A 38-year-old woman who pleaded guilty to fatally assaulting her 22-month-old son was too overcome to speak when a Saskatoon provincial court judge asked if she had anything to say at her sentencing hearing on Monday.
Ashley Ahpay stood and buried her face in her hands and shook her head.
Initially charged with second-degree murder in her son’s July 8, 2020 death, Ahpay previously pleaded guilty to manslaughter.
An autopsy determined the child died of blunt force trauma to his trunk area, including fractures to his ribs and pelvis. No victim impact statements were entered.
Ahpay’s lawyer, Lisa Watson, requested a seven-year sentence, while Crown prosecutor Sheryl Fillo requested a 10-year term.
“She has accepted responsibility and certainly we do take that into account,” Fillo said.
The Crown also took into the account that the matter was resolved without the need for a preliminary hearing or a trial that would have resulted in testifying her other children.
Fillo noted that at the time of the boy’s death, Ahpay was subject to a conditional sentence order after pleading guilty to assaulting two of her daughters in 2017. The children were returned to her care in November 2019. They were briefly removed in June 2020, before they were returned to live with her at a supported living home on July 1, 2020.
Court heard Ahpay had limited memory of what happened to her son several days later, but accepted responsibility for causing his fatal injuries.
Fillo acknowledged that Ahpay had significant Gladue factors — the systemic or background factors in an accused’s life that a sentencing judge takes into account — but suggested the judge weigh those factors against the seriousness of the crime, the circumstances, that “a lot” of resources had been provided to address Ahpay’s issues, and that she was subject to a conditional sentence at the time.

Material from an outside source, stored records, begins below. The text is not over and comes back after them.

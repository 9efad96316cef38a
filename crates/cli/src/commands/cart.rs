//! `bazaar cart ...`

use bazaar_client::{CartError, MutationOutcome, ShopContext, ShopError, SyncPhase};
use bazaar_core::{CartSnapshot, Catalog, ProductId, SizeLabel, pricing};
use tracing::warn;

use super::CliError;

/// Print each cart line and the totals.
///
/// Lines whose product is no longer listed are shown without a price.
///
/// # Errors
///
/// Does not fail when the catalog is unreachable; prices are omitted instead.
#[allow(clippy::print_stdout)]
pub async fn show(shop: &ShopContext) -> Result<(), CliError> {
    let snapshot = shop.cart().snapshot();
    if snapshot.is_empty() {
        println!("Your cart is empty.");
        return Ok(());
    }

    let catalog = match shop.catalog().products().await {
        Ok(catalog) => catalog,
        Err(error) => {
            warn!(%error, "Catalog unavailable, showing cart without prices");
            std::sync::Arc::new(Catalog::default())
        }
    };
    let currency = shop.config().currency;

    for line in snapshot.lines() {
        match catalog.get(line.product_id.as_str()) {
            Some(entry) => println!(
                "{:>3} x {:<32} {:<4} {:>10}",
                line.quantity,
                entry.name,
                line.size.as_str(),
                currency.format(pricing::line_amount(entry.price.amount(), line.quantity)),
            ),
            None => println!(
                "{:>3} x {:<32} {:<4} {:>10}",
                line.quantity,
                line.product_id.as_str(),
                line.size.as_str(),
                "-"
            ),
        }
    }

    let totals = shop.cart_totals(&catalog);
    println!();
    println!("Items:    {}", totals.item_count);
    println!("Subtotal: {}", currency.format(totals.subtotal));
    println!("Delivery: {}", currency.format(totals.delivery_fee));
    println!("Total:    {}", currency.format(totals.total));
    if shop.cart().phase() == SyncPhase::Anonymous {
        println!("(not signed in; cart is kept on this device)");
    }
    Ok(())
}

/// Add one unit of `size`.
///
/// # Errors
///
/// Returns an error for a blank id or size, a size the product does not
/// come in, or a server failure (the cart is rolled back).
pub async fn add(shop: &ShopContext, product_id: &str, size: &str) -> Result<(), CliError> {
    let product_id = ProductId::parse(product_id)?;
    let size = SizeLabel::parse(size)?;

    match shop.catalog().products().await {
        Ok(catalog) => {
            if let Some(entry) = catalog.get(product_id.as_str())
                && !entry.offers_size(size.as_str())
            {
                return Err(CliError::Argument(format!(
                    "{} is not available in size {size}",
                    entry.name
                )));
            }
        }
        Err(error) => warn!(%error, "Catalog unavailable, size not checked"),
    }

    report(shop.cart().add_item(&product_id, &size).await, "Added to cart")
}

/// Set the quantity of `size`; zero removes the line.
///
/// # Errors
///
/// Returns an error for a blank id or size, or a server failure.
pub async fn set(
    shop: &ShopContext,
    product_id: &str,
    size: &str,
    quantity: u32,
) -> Result<(), CliError> {
    let product_id = ProductId::parse(product_id)?;
    let size = SizeLabel::parse(size)?;
    let done = if quantity == 0 {
        "Removed from cart"
    } else {
        "Cart updated"
    };
    report(
        shop.cart()
            .update_quantity(&product_id, &size, quantity)
            .await,
        done,
    )
}

/// Empty the cart.
///
/// # Errors
///
/// Returns an error if the server cart could not be cleared.
pub async fn clear(shop: &ShopContext) -> Result<(), CliError> {
    report(shop.cart().clear().await, "Cart cleared")
}

#[allow(clippy::print_stdout)]
fn report(outcome: MutationOutcome, done: &str) -> Result<(), CliError> {
    match outcome {
        MutationOutcome::Applied {
            snapshot,
            storage_warning,
        } => {
            if let Some(error) = &storage_warning {
                warn!(%error, "Cart not saved on this device");
            }
            println!("{}", summary(done, &snapshot, storage_warning.as_ref()));
            Ok(())
        }
        MutationOutcome::RolledBack {
            error,
            storage_warning,
            ..
        } => {
            if let Some(warning) = &storage_warning {
                warn!(error = %warning, "Stored cart could not be reverted");
            }
            Err(ShopError::from(error).into())
        }
    }
}

fn summary(done: &str, snapshot: &CartSnapshot, storage_warning: Option<&CartError>) -> String {
    let line = format!("{done} ({} items)", pricing::item_count(snapshot));
    match storage_warning {
        Some(warning) => format!("{line}\n{}", warning.notice()),
        None => line,
    }
}
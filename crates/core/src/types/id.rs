//! Newtype labels for type-safe entity references.
//!
//! The backend identifies products by opaque string ids and sizes by free-form
//! labels ("M", "XL", "32"). Use the `define_label!` macro to create wrappers
//! that prevent mixing them up and that can never hold an empty value.

/// Error returned when a label is empty after trimming.
#[derive(thiserror::Error, Debug, Clone, PartialEq, Eq)]
#[error("{kind} cannot be empty")]
pub struct EmptyLabelError {
    /// Which label type rejected the input.
    pub kind: &'static str,
}

/// Macro to define a type-safe, non-empty string label.
///
/// Creates a newtype wrapper around `String` with:
/// - `Serialize` with `#[serde(transparent)]` and validating `Deserialize`
/// - `Debug`, `Clone`, `PartialEq`, `Eq`, `Hash`, `PartialOrd`, `Ord`
/// - `parse()` which trims and rejects empty input, `as_str()`
/// - `Display`, `FromStr`, `AsRef<str>` and `Borrow<str>`
///
/// # Example
///
/// ```rust
/// # use bazaar_core::define_label;
/// define_label!(ColorLabel, "color");
///
/// let color = ColorLabel::parse(" red ").unwrap();
/// assert_eq!(color.as_str(), "red");
/// assert!(ColorLabel::parse("   ").is_err());
/// ```
#[macro_export]
macro_rules! define_label {
    ($name:ident, $kind:literal) => {
        #[derive(
            Debug,
            Clone,
            PartialEq,
            Eq,
            Hash,
            PartialOrd,
            Ord,
            ::serde::Serialize
        )]
        #[serde(transparent)]
        pub struct $name(String);

        impl $name {
            /// Parse a label, trimming surrounding whitespace.
            ///
            /// # Errors
            ///
            /// Returns an error if the trimmed input is empty.
            pub fn parse(s: &str) -> ::core::result::Result<Self, $crate::types::id::EmptyLabelError> {
                let trimmed = s.trim();
                if trimmed.is_empty() {
                    return Err($crate::types::id::EmptyLabelError { kind: $kind });
                }
                Ok(Self(trimmed.to_owned()))
            }

            /// Returns the label as a string slice.
            #[must_use]
            pub fn as_str(&self) -> &str {
                &self.0
            }

            /// Consumes the label and returns its inner string.
            #[must_use]
            pub fn into_inner(self) -> String {
                self.0
            }
        }

        impl ::core::fmt::Display for $name {
            fn fmt(&self, f: &mut ::core::fmt::Formatter<'_>) -> ::core::fmt::Result {
                f.write_str(&self.0)
            }
        }

        impl ::core::str::FromStr for $name {
            type Err = $crate::types::id::EmptyLabelError;

            fn from_str(s: &str) -> ::core::result::Result<Self, Self::Err> {
                Self::parse(s)
            }
        }

        impl AsRef<str> for $name {
            fn as_ref(&self) -> &str {
                &self.0
            }
        }

        impl ::core::borrow::Borrow<str> for $name {
            fn borrow(&self) -> &str {
                &self.0
            }
        }

        impl<'de> ::serde::Deserialize<'de> for $name {
            fn deserialize<D>(deserializer: D) -> ::core::result::Result<Self, D::Error>
            where
                D: ::serde::Deserializer<'de>,
            {
                let raw = <String as ::serde::Deserialize>::deserialize(deserializer)?;
                Self::parse(&raw).map_err(::serde::de::Error::custom)
            }
        }
    };
}

define_label!(ProductId, "product id");
define_label!(SizeLabel, "size");
define_label!(OrderId, "order id");
define_label!(UserId, "user id");
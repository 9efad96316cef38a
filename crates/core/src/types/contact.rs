//! Phone numbers and one-time passcodes used by the OTP login flow.

use core::fmt;

use serde::{Deserialize, Serialize};

/// Errors that can occur when parsing contact details.
#[derive(thiserror::Error, Debug, Clone, PartialEq, Eq)]
pub enum ContactError {
    /// Phone number is not exactly ten ASCII digits.
    #[error("phone number must be exactly {} digits", PhoneNumber::DIGITS)]
    InvalidPhone,
    /// OTP is not exactly four ASCII digits.
    #[error("OTP must be exactly {} digits", OtpCode::DIGITS)]
    InvalidOtp,
}

fn is_digits(s: &str, len: usize) -> bool {
    s.len() == len && s.bytes().all(|b| b.is_ascii_digit())
}

/// A ten-digit mobile number, without country code.
///
/// ```
/// use bazaar_core::PhoneNumber;
///
/// assert!(PhoneNumber::parse(" 9876543210 ").is_ok());
/// assert!(PhoneNumber::parse("+919876543210").is_err());
/// ```
#[derive(Debug, Clone, PartialEq, Eq, Hash, Serialize, Deserialize)]
#[serde(try_from = "String", into = "String")]
pub struct PhoneNumber(String);

impl PhoneNumber {
    /// Number of digits in a phone number.
    pub const DIGITS: usize = 10;

    /// Parse a phone number, trimming surrounding whitespace.
    ///
    /// # Errors
    ///
    /// Returns [`ContactError::InvalidPhone`] unless the input is exactly ten digits.
    pub fn parse(s: &str) -> Result<Self, ContactError> {
        let s = s.trim();
        if !is_digits(s, Self::DIGITS) {
            return Err(ContactError::InvalidPhone);
        }
        Ok(Self(s.to_owned()))
    }

    /// Returns the number as a string slice.
    #[must_use]
    pub fn as_str(&self) -> &str {
        &self.0
    }
}

impl fmt::Display for PhoneNumber {
    fn fmt(&self, f: &mut fmt::Formatter<'_>) -> fmt::Result {
        f.write_str(&self.0)
    }
}

impl TryFrom<String> for PhoneNumber {
    type Error = ContactError;

    fn try_from(value: String) -> Result<Self, Self::Error> {
        Self::parse(&value)
    }
}

impl From<PhoneNumber> for String {
    fn from(phone: PhoneNumber) -> Self {
        phone.0
    }
}

/// A four-digit one-time passcode.
///
/// `Debug` output is redacted so codes never end up in logs.
#[derive(Clone, PartialEq, Eq, Serialize)]
#[serde(transparent)]
pub struct OtpCode(String);

impl OtpCode {
    /// Number of digits in a passcode.
    pub const DIGITS: usize = 4;

    /// Parse a passcode. Whitespace is not trimmed.
    ///
    /// # Errors
    ///
    /// Returns [`ContactError::InvalidOtp`] unless the input is exactly four digits.
    pub fn parse(s: &str) -> Result<Self, ContactError> {
        if !is_digits(s, Self::DIGITS) {
            return Err(ContactError::InvalidOtp);
        }
        Ok(Self(s.to_owned()))
    }

    /// Returns the code as a string slice.
    #[must_use]
    pub fn as_str(&self) -> &str {
        &self.0
    }
}

impl fmt::Debug for OtpCode {
    fn fmt(&self, f: &mut fmt::Formatter<'_>) -> fmt::Result {
        f.write_str("OtpCode([REDACTED])")
    }
}
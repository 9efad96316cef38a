//! Persisted cart snapshot.

use std::sync::Arc;

use bazaar_core::CartSnapshot;
use tracing::warn;

use super::{CART_KEY, KeyValueStore, StorageError};

/// Reads and writes the one durable cart snapshot.
///
/// Loading never fails: absent, unreadable or malformed data yields an empty
/// cart, and malformed data is deleted so the next load starts clean.
#[derive(Clone)]
pub struct CartStore {
    backend: Arc<dyn KeyValueStore>,
}

impl CartStore {
    /// Wrap a key/value backend.
    #[must_use]
    pub fn new(backend: Arc<dyn KeyValueStore>) -> Self {
        Self { backend }
    }

    /// Load the stored snapshot, or an empty one.
    #[must_use]
    pub fn load(&self) -> CartSnapshot {
        let raw = match self.backend.get(CART_KEY) {
            Ok(Some(raw)) => raw,
            Ok(None) => return CartSnapshot::new(),
            Err(error) => {
                warn!(%error, "failed to read stored cart, starting empty");
                return CartSnapshot::new();
            }
        };

        match CartSnapshot::from_json_str(&raw) {
            Ok(snapshot) => snapshot,
            Err(error) => {
                warn!(%error, "discarding malformed stored cart");
                if let Err(error) = self.backend.remove(CART_KEY) {
                    warn!(%error, "failed to delete malformed stored cart");
                }
                CartSnapshot::new()
            }
        }
    }

    /// Persist a snapshot.
    ///
    /// # Errors
    ///
    /// Returns the storage failure (typically
    /// [`StorageError::QuotaExceeded`]) as a non-fatal warning; the caller's
    /// in-memory state stays authoritative.
    pub fn save(&self, snapshot: &CartSnapshot) -> Result<(), StorageError> {
        self.backend
            .set(CART_KEY, &snapshot.to_json_string())
            .inspect_err(|error| warn!(%error, "failed to persist cart"))
    }

    /// Delete the stored snapshot.
    ///
    /// # Errors
    ///
    /// Returns the storage failure as a non-fatal warning.
    pub fn clear(&self) -> Result<(), StorageError> {
        self.backend
            .remove(CART_KEY)
            .inspect_err(|error| warn!(%error, "failed to clear stored cart"))
    }
}

#[cfg(test)]
#[allow(clippy::unwrap_used)]
mod tests {
    use super::*;
    use crate::storage::MemoryStore;

    fn store_with(raw: Option<&str>) -> (Arc<MemoryStore>, CartStore) {
        let backend = Arc::new(MemoryStore::new());
        if let Some(raw) = raw {
            backend.set(CART_KEY, raw).unwrap();
        }
        let store = CartStore::new(backend.clone());
        (backend, store)
    }

    #[test]
    fn test_load_absent_is_empty() {
        let (_, store) = store_with(None);
        assert!(store.load().is_empty());
    }

    #[test]
    fn test_load_malformed_self_heals() {
        for raw in ["{broken", "null", "[]", "42"] {
            let (backend, store) = store_with(Some(raw));
            assert!(store.load().is_empty(), "{raw} should load empty");
            assert_eq!(backend.get(CART_KEY).unwrap(), None, "{raw} should be deleted");
        }
    }

    #[test]
    fn test_save_load_is_noop_for_well_formed_data() {
        let raw = r#"{"P1":{"L":2,"M":1}}"#;
        let (backend, store) = store_with(Some(raw));

        store.save(&store.load()).unwrap();
        assert_eq!(backend.get(CART_KEY).unwrap().as_deref(), Some(raw));
    }

    #[test]
    fn test_save_reports_quota_without_panicking() {
        let backend = Arc::new(MemoryStore::with_quota(12));
        let store = CartStore::new(backend);
        let snapshot = CartSnapshot::from_json_str(r#"{"P1":{"M":1}}"#).unwrap();

        let err = store.save(&snapshot).unwrap_err();
        assert!(err.is_quota_exceeded());
    }

    #[test]
    fn test_clear() {
        let (backend, store) = store_with(Some(r#"{"P1":{"M":1}}"#));
        store.clear().unwrap();
        assert_eq!(backend.get(CART_KEY).unwrap(), None);
    }
}
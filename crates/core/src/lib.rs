//! Bazaar Core - Shared types library.
//!
//! This crate provides the types shared by every Bazaar component:
//! - `client` - Cart reconciliation, remote gateways and the shop context
//! - `cli` - Command-line consumer of the client
//!
//! # Architecture
//!
//! The core crate contains only types and pure functions - no I/O, no
//! storage access, no HTTP clients. This keeps it lightweight and allows it
//! to be used anywhere.
//!
//! # Modules
//!
//! - [`types`] - Newtype wrappers for product ids, sizes, contact details and prices
//! - [`cart`] - The cart snapshot and its mutation rules
//! - [`catalog`] - Read-only product catalog
//! - [`pricing`] - Derived values (item count, cart amount)
//! - [`order`] - Order drafts built from a cart at checkout

#![cfg_attr(not(test), forbid(unsafe_code))]

pub mod cart;
pub mod catalog;
pub mod order;
pub mod pricing;
pub mod types;

pub use cart::{CartSnapshot, SnapshotError};
pub use catalog::{Catalog, CatalogEntry};
pub use order::{DeliveryAddress, OrderDraft, OrderDraftError, OrderLine};
pub use types::*;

She told court Ahpay had a history of abusing her other children and they had witnessed her hitting and slapping the boy, pulling his hair, and locking him in a closet and in a dresser drawer to deal with his crying.
Ahpay’s childhood included family breakdown and she was exposed to substance use living in her mother’s home, court heard. She also had attended a residential school in Grade 1 or Grade 2. As a child, she sometimes stayed in her grandparents’ loving home on Yellow Quill First Nation, where she felt loved, Watson said.
Court heard Ahpay was subjected to physical, sexual and emotional abuse in her life and struggled to develop a rapport with counselors, with a lot of turnover in those positions.
“I would submit that she would certainly benefit from a continuity of care,” Watson said.
Ahpay had a pattern of turning to substance use to deal with her pain, she added. After her last child was born in May 2020, she felt depressed and overwhelmed, but didn’t feel comfortable speaking out, court heard.
An agreed statement of facts read in court said Ahpay was at home with five of her children on the morning of July 8, 2020. One of Ahpay’s daughters went into her bedroom and saw Ahpay changing the boy, who was on the floor. Ahpay asked the girl to watch another daughter, and Ahpay was left alone in the room with the boy.
The girl heard her mother yell the boy’s name and she went to check on them, only to find her shaking the boy, then taking him to the bathroom to splash water on him.
First responders found the boy unresponsive, not breathing and without a pulse, but with several bruises on his abdomen. He was later declared dead.
Ahpay told Saskatoon police she was trying to dress her son, but his face looked funny and he flopped over, but she didn’t know what happened to cause him to collapse.
Police charged her in October 2021 after a lengthy investigation.
Judge Brad Mitchell reserved his sentencing decision until Dec. 13.